━━━━━ DATA SUPPLIED

use crate::registry::{Anchor, resolve_insert_index};
use crate::widget::WidgetId;

/// Horizontal region of the strip.
#[derive(Debug, Clone, Copy, PartialEq, Eq, Hash)]
pub enum Zone {
    Left,
    Center,
    Right,
}

impl Zone {
    pub fn as_str(&self) -> &'static str {
        match self {
            Zone::Left => "left",
            Zone::Center => "center",
            Zone::Right => "right",
        }
    }
}

/// Display order of widget ids across the three zones.
///
/// Left and right are ordered sequences. Center has a single primary slot;
/// the host-level status text lives alongside it on the instance.
#[derive(Debug, Default, Clone)]
pub struct ZoneLayout {
    left: Vec<WidgetId>,
    center: Option<WidgetId>,
    right: Vec<WidgetId>,
}

impl ZoneLayout {
    pub fn new() -> Self {
        Self::default()
    }

    /// Place `id` into `zone`. Only the right zone honours anchors. Returns the
    /// previous center occupant when a different widget displaces it.
    pub fn insert(
        &mut self,
        zone: Zone,
        id: &str,
        anchor: &Anchor,
        sentinels: &[WidgetId],
    ) -> Option<WidgetId> {
        match zone {
            Zone::Left => {
                self.left.push(id.to_string());
                None
            }
            Zone::Center => self.center.replace(id.to_string()).filter(|prev| prev != id),
            Zone::Right => {
                let index = resolve_insert_index(&self.right, anchor, sentinels);
                self.right.insert(index.min(self.right.len()), id.to_string());
                None
            }
        }
    }

    /// Remove `id` from `zone`; returns whether it was present.
    pub fn detach(&mut self, zone: Zone, id: &str) -> bool {
        match zone {
            Zone::Left => detach_from(&mut self.left, id),
            Zone::Right => detach_from(&mut self.right, id),
            Zone::Center => {
                if self.center.as_deref() == Some(id) {
                    self.center = None;
                    true
                } else {
                    false
                }
            }
        }
    }

    pub fn left(&self) -> &[WidgetId] {
        &self.left
    }

    pub fn center(&self) -> Option<&str> {
        self.center.as_deref()
    }

    pub fn right(&self) -> &[WidgetId] {
        &self.right
    }

    pub fn position(&self, zone: Zone, id: &str) -> Option<usize> {
        match zone {
            Zone::Left => self.left.iter().position(|w| w == id),
            Zone::Right => self.right.iter().position(|w| w == id),
            Zone::Center => (self.center.as_deref() == Some(id)).then_some(0),
        }
    }

    pub fn len(&self) -> usize {
        self.left.len() + self.right.len() + usize::from(self.center.is_some())
    }

    pub fn is_empty(&self) -> bool {
        self.len() == 0
    }

    pub fn clear(&mut self) {
        self.left.clear();
        self.center = None;
        self.right.clear();
    }
}

fn detach_from(sequence: &mut Vec<WidgetId>, id: &str) -> bool {
    match sequence.iter().position(|w| w == id) {
        Some(index) => {
            sequence.remove(index);
            true
        }
        None => false,
    }
}

#[cfg(test)]
mod tests {
    use super::*;

    #[test]
    fn left_zone_ignores_anchors() {
        let mut zones = ZoneLayout::new();
        zones.insert(Zone::Left, "A", &Anchor::Default, &[]);
        zones.insert(Zone::Left, "B", &Anchor::before("A"), &[]);
        assert_eq!(zones.left(), &["A".to_string(), "B".to_string()]);
    }

    #[test]
    fn center_replacement_reports_previous_occupant() {
        let mut zones = ZoneLayout::new();
        assert_eq!(zones.insert(Zone::Center, "Info", &Anchor::Default, &[]), None);
        assert_eq!(
            zones.insert(Zone::Center, "NavBar", &Anchor::Default, &[]),
            Some("Info".to_string())
        );
        assert_eq!(zones.insert(Zone::Center, "NavBar", &Anchor::Default, &[]), None);
        assert_eq!(zones.center(), Some("NavBar"));
    }

    #[test]
    fn detach_is_idempotent() {
        let mut zones = ZoneLayout::new();
        zones.insert(Zone::Right, "A", &Anchor::Default, &[]);
        assert!(zones.detach(Zone::Right, "A"));
        assert!(!zones.detach(Zone::Right, "A"));
        assert!(zones.is_empty());
    }
}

━━━━━━━━━━

- _WORK REQUEST_
Each line above is to be restated exactly as it stands.

- _SOLUTION FOR THIS EXERCISE_
use crate::registry::{Anchor, resolve_insert_index};
use crate::widget::WidgetId;

/// Horizontal region of the strip.
#[derive(Debug, Clone, Copy, PartialEq, Eq, Hash)]
pub enum Zone {
    Left,
    Center,
    Right,
}

impl Zone {
    pub fn as_str(&self) -> &'static str {
        match self {
            Zone::Left => "left",
            Zone::Center => "center",
            Zone::Right => "right",
        }
    }
}

/// Display order of widget ids across the three zones.
///
/// Left and right are ordered sequences. Center has a single primary slot;
/// the host-level status text lives alongside it on the instance.
#[derive(Debug, Default, Clone)]
pub struct ZoneLayout {
    left: Vec<WidgetId>,
    center: Option<WidgetId>,
    right: Vec<WidgetId>,
}

impl ZoneLayout {
    pub fn new() -> Self {
        Self::default()
    }

    /// Place `id` into `zone`. Only the right zone honours anchors. Returns the
    /// previous center occupant when a different widget displaces it.
    pub fn insert(
        &mut self,
        zone: Zone,
        id: &str,
        anchor: &Anchor,
        sentinels: &[WidgetId],
    ) -> Option<WidgetId> {
        match zone {
            Zone::Left => {
                self.left.push(id.to_string());
                None
            }
            Zone::Center => self.center.replace(id.to_string()).filter(|prev| prev != id),
            Zone::Right => {
                let index = resolve_insert_index(&self.right, anchor, sentinels);
                self.right.insert(index.min(self.right.len()), id.to_string());
                None
            }
        }
    }

    /// Remove `id` from `zone`; returns whether it was present.
    pub fn detach(&mut self, zone: Zone, id: &str) -> bool {
        match zone {
            Zone::Left => detach_from(&mut self.left, id),
            Zone::Right => detach_from(&mut self.right, id),
            Zone::Center => {
                if self.center.as_deref() == Some(id) {
                    self.center = None;
                    true
                } else {
                    false
                }
            }
        }
    }

    pub fn left(&self) -> &[WidgetId] {
        &self.left
    }

    pub fn center(&self) -> Option<&str> {
        self.center.as_deref()
    }

    pub fn right(&self) -> &[WidgetId] {
        &self.right
    }

    pub fn position(&self, zone: Zone, id: &str) -> Option<usize> {
        match zone {
            Zone::Left => self.left.iter().position(|w| w == id),
            Zone::Right => self.right.iter().position(|w| w == id),
            Zone::Center => (self.center.as_deref() == Some(id)).then_some(0),
        }
    }

    pub fn len(&self) -> usize {
        self.left.len() + self.right.len() + usize::from(self.center.is_some())
    }

    pub fn is_empty(&self) -> bool {
        self.len() == 0
    }

    pub fn clear(&mut self) {
        self.left.clear();
        self.center = None;
        self.right.clear();
    }
}

fn detach_from(sequence: &mut Vec<WidgetId>, id: &str) -> bool {
    match sequence.iter().position(|w| w == id) {
        Some(index) => {
            sequence.remove(index);
            true
        }
        None => false,
    }
}

#[cfg(test)]
mod tests {
    use super::*;

    #[test]
    fn left_zone_ignores_anchors() {
        let mut zones = ZoneLayout::new();
        zones.insert(Zone::Left, "A", &Anchor::Default, &[]);
        zones.insert(Zone::Left, "B", &Anchor::before("A"), &[]);
        assert_eq!(zones.left(), &["A".to_string(), "B".to_string()]);
    }

    #[test]
    fn center_replacement_reports_previous_occupant() {
        let mut zones = ZoneLayout::new();
        assert_eq!(zones.insert(Zone::Center, "Info", &Anchor::Default, &[]), None);
        assert_eq!(
            zones.insert(Zone::Center, "NavBar", &Anchor::Default, &[]),
            Some("Info".to_string())
        );
        assert_eq!(zones.insert(Zone::Center, "NavBar", &Anchor::Default, &[]), None);
        assert_eq!(zones.center(), Some("NavBar"));
    }

    #[test]
    fn detach_is_idempotent() {
        let mut zones = ZoneLayout::new();
        zones.insert(Zone::Right, "A", &Anchor::Default, &[]);
        assert!(zones.detach(Zone::Right, "A"));
        assert!(!zones.detach(Zone::Right, "A"));
        assert!(zones.is_empty());
    }
}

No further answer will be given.